[Collected data]

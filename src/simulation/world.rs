//! The avenue that ties everything together
//!
//! Owns the grid, the traffic lights and every car, decides when the next
//! car enters, and runs one tick at a time: lights first, then cars in the
//! order they entered.

use log::{debug, info, warn};
use rand::distr::uniform::{SampleRange, SampleUniform};
use rand::rngs::StdRng;
use rand::Rng;
use rand::SeedableRng;
use std::collections::VecDeque;

use super::car::{CarProfile, CarUpdateResult, SimCar};
use super::car_manager::{self, PlannedCar, SpawnOutcome};
use super::config::SimulationConfig;
use super::error::SimError;
use super::intersection::SimTrafficLight;
use super::road_network::SimRoadway;
use super::snapshot::{
    CarPlacement, CarState, InitialSnapshot, LightState, SimulationSummary, StepSnapshot,
};
use super::types::{
    CarId, GridPos, LightId, LightPhase, SimId, INTERSECTION_COUNT, LAST_LANE, MAX_REACTION_TIME,
    MAX_SPEED, MIN_REACTION_TIME, MIN_SPEED,
};

/// The main simulation: a one-way avenue with a merging ramp
pub struct SimAvenue {
    config: SimulationConfig,

    /// Grid and traffic lights
    roadway: SimRoadway,

    /// Cars on the grid, in the order they entered
    cars: Vec<SimCar>,

    /// Generated cars that have not entered yet, in generation order
    pending: VecDeque<SimCar>,

    /// Every generated car with its entry cell, for the initial snapshot
    placements: Vec<CarPlacement>,

    /// Ticks until the next spawn attempt
    spawn_countdown: u32,

    total_cars: usize,
    spawned_count: usize,
    exited_count: usize,
    tick_count: u64,

    /// Next ID to assign
    next_id: usize,

    /// Optional seeded RNG for reproducible simulations
    rng: Option<StdRng>,
}

impl SimAvenue {
    fn new_internal(config: SimulationConfig) -> Self {
        let rng = config.seed.map(StdRng::seed_from_u64);
        let roadway = SimRoadway::new(&config);

        let mut avenue = Self {
            config,
            roadway,
            cars: Vec::new(),
            pending: VecDeque::new(),
            placements: Vec::new(),
            spawn_countdown: 1,
            total_cars: 0,
            spawned_count: 0,
            exited_count: 0,
            tick_count: 0,
            next_id: 1,
            rng,
        };
        avenue.add_traffic_lights();
        avenue
    }

    /// Create an avenue with `config.car_count` randomly generated cars.
    ///
    /// The first car enters immediately.
    pub fn new(config: SimulationConfig) -> Result<Self, SimError> {
        config.validate()?;
        let car_count = config.car_count;
        let mut avenue = Self::new_internal(config);

        for _ in 0..car_count {
            let profile = avenue.random_profile();
            let origin = avenue.random_origin();
            avenue.enqueue(PlannedCar::new(profile, origin))?;
        }

        avenue.spawn_first();
        info!(
            "Created avenue {}x{} with {} cars (lane 0 {})",
            avenue.roadway.width(),
            avenue.roadway.height(),
            avenue.total_cars,
            if avenue.config.all_lanes {
                "open"
            } else {
                "reserved"
            }
        );
        Ok(avenue)
    }

    /// Create an avenue whose cars are given explicitly instead of generated.
    /// `config.car_count` is ignored; the plan decides how many cars run.
    pub fn from_plan(config: SimulationConfig, plan: Vec<PlannedCar>) -> Result<Self, SimError> {
        config.validate()?;
        let mut avenue = Self::new_internal(config);
        for planned in plan {
            avenue.enqueue(planned)?;
        }
        avenue.spawn_first();
        Ok(avenue)
    }

    /// Get a random value in the given range, using seeded RNG if available
    fn random_range<T, R>(&mut self, range: R) -> T
    where
        T: SampleUniform,
        R: SampleRange<T>,
    {
        match &mut self.rng {
            Some(rng) => rng.random_range(range),
            None => rand::rng().random_range(range),
        }
    }

    fn random_bool(&mut self, p: f64) -> bool {
        match &mut self.rng {
            Some(rng) => rng.random_bool(p),
            None => rand::rng().random_bool(p),
        }
    }

    fn next_sim_id(&mut self) -> SimId {
        let id = SimId(self.next_id);
        self.next_id += 1;
        id
    }

    /// Place one light per intersection, alternating their starting phase
    fn add_traffic_lights(&mut self) {
        let spacing = self.config.lane_length / (INTERSECTION_COUNT + 1);
        for i in 0..INTERSECTION_COUNT {
            let id = LightId(self.next_sim_id());
            let position = GridPos::new(LAST_LANE, (spacing * (i + 1)) as i32);
            let phase = if id.0 .0 % 2 == 0 {
                LightPhase::Green
            } else {
                LightPhase::Red
            };
            self.roadway.add_light(SimTrafficLight::new(
                id,
                position,
                phase,
                self.config.flip_interval,
            ));
        }
    }

    fn random_profile(&mut self) -> CarProfile {
        CarProfile {
            color: self.random_range(1..=4u8),
            base_speed: self.random_range(MIN_SPEED..=MAX_SPEED),
            reaction_time: self.random_range(MIN_REACTION_TIME..=MAX_REACTION_TIME),
        }
    }

    /// Half the cars enter at the head of the avenue, half at the end of the
    /// ramp level with one of the intersections
    fn random_origin(&mut self) -> GridPos {
        if self.random_bool(0.5) {
            let first_lane = self.roadway.first_lane();
            let lane = self.random_range(first_lane..=LAST_LANE);
            GridPos::new(lane, 0)
        } else {
            let count = self.roadway.intersections().len();
            let index = self.random_range(0..count);
            let row = self.roadway.intersections()[index].y;
            GridPos::new(self.roadway.ramp_entry_x(), row)
        }
    }

    fn enqueue(&mut self, planned: PlannedCar) -> Result<CarId, SimError> {
        if !self.roadway.in_bounds(planned.origin) {
            return Err(SimError::InvalidConfiguration(format!(
                "car origin ({}, {}) is outside the grid",
                planned.origin.x, planned.origin.y
            )));
        }
        if !self.roadway.is_usable_lane(planned.origin.x) && planned.origin.x <= LAST_LANE {
            return Err(SimError::InvalidConfiguration(format!(
                "car origin lane {} is reserved",
                planned.origin.x
            )));
        }

        let id = CarId(self.next_sim_id());
        let car = SimCar::new(id, planned.profile, planned.origin)?;
        self.placements.push(CarPlacement {
            id,
            color: car.color().code(),
            pos: planned.origin.into(),
        });
        self.pending.push_back(car);
        self.total_cars += 1;
        Ok(id)
    }

    fn spawn_first(&mut self) {
        self.try_spawn_next();
        self.spawn_countdown = 1;
    }

    /// Put the next queued car on the grid if its entry cell is free
    fn try_spawn_next(&mut self) -> SpawnOutcome {
        let Some(car) = self.pending.front() else {
            return SpawnOutcome::Exhausted;
        };
        let car_id = car.id;

        if !car_manager::spawn_car(car, &mut self.roadway) {
            return SpawnOutcome::Deferred(car_id);
        }

        if let Some(car) = self.pending.pop_front() {
            self.cars.push(car);
            self.spawned_count += 1;
        }
        SpawnOutcome::Spawned(car_id)
    }

    /// Place a car on the grid right away, bypassing the spawn queue.
    /// The car counts as both generated and spawned.
    pub fn insert_car(&mut self, profile: CarProfile, pos: GridPos) -> Result<CarId, SimError> {
        if !self.roadway.in_bounds(pos) || self.roadway.has_car(pos) {
            return Err(SimError::InvalidConfiguration(format!(
                "cell ({}, {}) is not free for a car",
                pos.x, pos.y
            )));
        }

        let id = CarId(self.next_sim_id());
        let car = SimCar::new(id, profile, pos)?;
        car_manager::spawn_car(&car, &mut self.roadway);
        self.placements.push(CarPlacement {
            id,
            color: car.color().code(),
            pos: pos.into(),
        });
        self.cars.push(car);
        self.total_cars += 1;
        self.spawned_count += 1;
        Ok(id)
    }

    /// Main simulation tick
    pub fn step(&mut self) -> StepSnapshot {
        if self.is_finished() {
            warn!("Stepping avenue after every car has left");
        }
        self.tick_count += 1;

        self.spawn_countdown = self.spawn_countdown.saturating_sub(1);
        if self.spawn_countdown == 0 {
            self.spawn_countdown = match self.try_spawn_next() {
                SpawnOutcome::Deferred(car_id) => {
                    debug!(
                        "Tick {}: entry cell of car {:?} occupied, retrying next tick",
                        self.tick_count, car_id.0
                    );
                    1
                }
                SpawnOutcome::Spawned(car_id) => {
                    debug!("Tick {}: car {:?} entered", self.tick_count, car_id.0);
                    self.random_range(1..=2)
                }
                SpawnOutcome::Exhausted => self.random_range(1..=2),
            };
        }

        for light in self.roadway.lights_mut() {
            light.tick();
        }

        let results = car_manager::update_cars(&mut self.cars, &mut self.roadway);
        self.exited_count += results
            .iter()
            .filter(|(_, result)| *result == CarUpdateResult::Exited)
            .count();

        self.snapshot()
    }

    /// Current state of every light and every car on the grid
    pub fn snapshot(&self) -> StepSnapshot {
        StepSnapshot {
            tick: self.tick_count,
            traffic_lights: self
                .roadway
                .lights()
                .iter()
                .map(|light| LightState {
                    id: light.id,
                    main_phase: light.main_phase(),
                    ramp_phase: light.ramp_phase(),
                })
                .collect(),
            cars: self
                .cars
                .iter()
                .map(|car| CarState {
                    id: car.id,
                    pos: car.position().into(),
                })
                .collect(),
        }
    }

    pub fn initial_snapshot(&self) -> InitialSnapshot {
        InitialSnapshot {
            car_initial_positions: self.placements.clone(),
        }
    }

    pub fn summary(&self) -> SimulationSummary {
        SimulationSummary::new(self.tick_count, self.total_cars)
    }

    pub fn active_car_count(&self) -> usize {
        self.cars.len()
    }

    /// Lights plus active cars
    pub fn agent_count(&self) -> usize {
        self.roadway.lights().len() + self.cars.len()
    }

    pub fn is_finished(&self) -> bool {
        self.spawned_count == self.total_cars && self.cars.is_empty()
    }

    pub fn total_cars(&self) -> usize {
        self.total_cars
    }

    pub fn spawned_count(&self) -> usize {
        self.spawned_count
    }

    pub fn exited_count(&self) -> usize {
        self.exited_count
    }

    pub fn pending_count(&self) -> usize {
        self.pending.len()
    }

    pub fn tick_count(&self) -> u64 {
        self.tick_count
    }

    pub fn config(&self) -> &SimulationConfig {
        &self.config
    }

    pub fn roadway(&self) -> &SimRoadway {
        &self.roadway
    }

    pub fn lights(&self) -> &[SimTrafficLight] {
        self.roadway.lights()
    }

    pub fn cars(&self) -> &[SimCar] {
        &self.cars
    }

    pub fn car(&self, car_id: CarId) -> Option<&SimCar> {
        self.cars.iter().find(|car| car.id == car_id)
    }

    pub fn occupancy_matrix(&self) -> Vec<Vec<u8>> {
        self.roadway.grid().occupancy_matrix()
    }

    /// Print a summary of the avenue state
    pub fn print_summary(&self) {
        println!("=== Avenue Simulation Summary ===");
        println!("Tick: {}", self.tick_count);
        println!(
            "Grid: {}x{}, Lanes: {}..={}",
            self.roadway.width(),
            self.roadway.height(),
            self.roadway.first_lane(),
            LAST_LANE
        );
        println!(
            "Cars: {} active, {} spawned, {} exited, {} total",
            self.cars.len(),
            self.spawned_count,
            self.exited_count,
            self.total_cars
        );
        println!();

        println!("--- Traffic Lights ---");
        for light in self.roadway.lights() {
            println!(
                "  Light {:?} at ({}, {}): main={:?}, ramp={:?}",
                light.id.0 .0,
                light.position.x,
                light.position.y,
                light.main_phase(),
                light.ramp_phase()
            );
        }

        if !self.cars.is_empty() {
            println!("--- Active Cars ---");
            for car in &self.cars {
                println!(
                    "  Car {:?}: color={}, speed={}/{}, position=({}, {}), {}",
                    car.id.0 .0,
                    car.color().name(),
                    car.current_speed(),
                    car.base_speed(),
                    car.position().x,
                    car.position().y,
                    if car.is_moving() { "moving" } else { "stopped" }
                );
            }
        }
    }

    /// Draw a visual map of the avenue in the terminal, north at the top
    pub fn draw_map(&self) {
        let width = self.roadway.width();
        let height = self.roadway.height();
        let ramp_rows: Vec<i32> = self
            .roadway
            .intersections()
            .iter()
            .map(|pos| pos.y)
            .collect();

        println!("\n=== Avenue Map ===");
        println!("Legend: C=Car, G/R=Light (main phase), .=Lane, -=Ramp");
        println!();
        for y in (0..height).rev() {
            let line: String = (0..width)
                .map(|x| {
                    let pos = GridPos::new(x, y);
                    if self.roadway.has_car(pos) {
                        'C'
                    } else if let Some(light) = self.roadway.light_at(pos) {
                        match light.main_phase() {
                            LightPhase::Green => 'G',
                            LightPhase::Red => 'R',
                        }
                    } else if x <= LAST_LANE {
                        if self.roadway.is_usable_lane(x) {
                            '.'
                        } else {
                            ' '
                        }
                    } else if ramp_rows.contains(&y) {
                        '-'
                    } else {
                        ' '
                    }
                })
                .collect();
            println!("{:>3} {}", y, line);
        }
        println!();
    }
}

WHAT THE EXERCISE ASKS:
Of the lines above, copy each that contains "SimId".

FINISHED EXERCISE:
    CarId, GridPos, LightId, LightPhase, SimId, INTERSECTION_COUNT, LAST_LANE, MAX_REACTION_TIME,
    fn next_sim_id(&mut self) -> SimId {
        let id = SimId(self.next_id);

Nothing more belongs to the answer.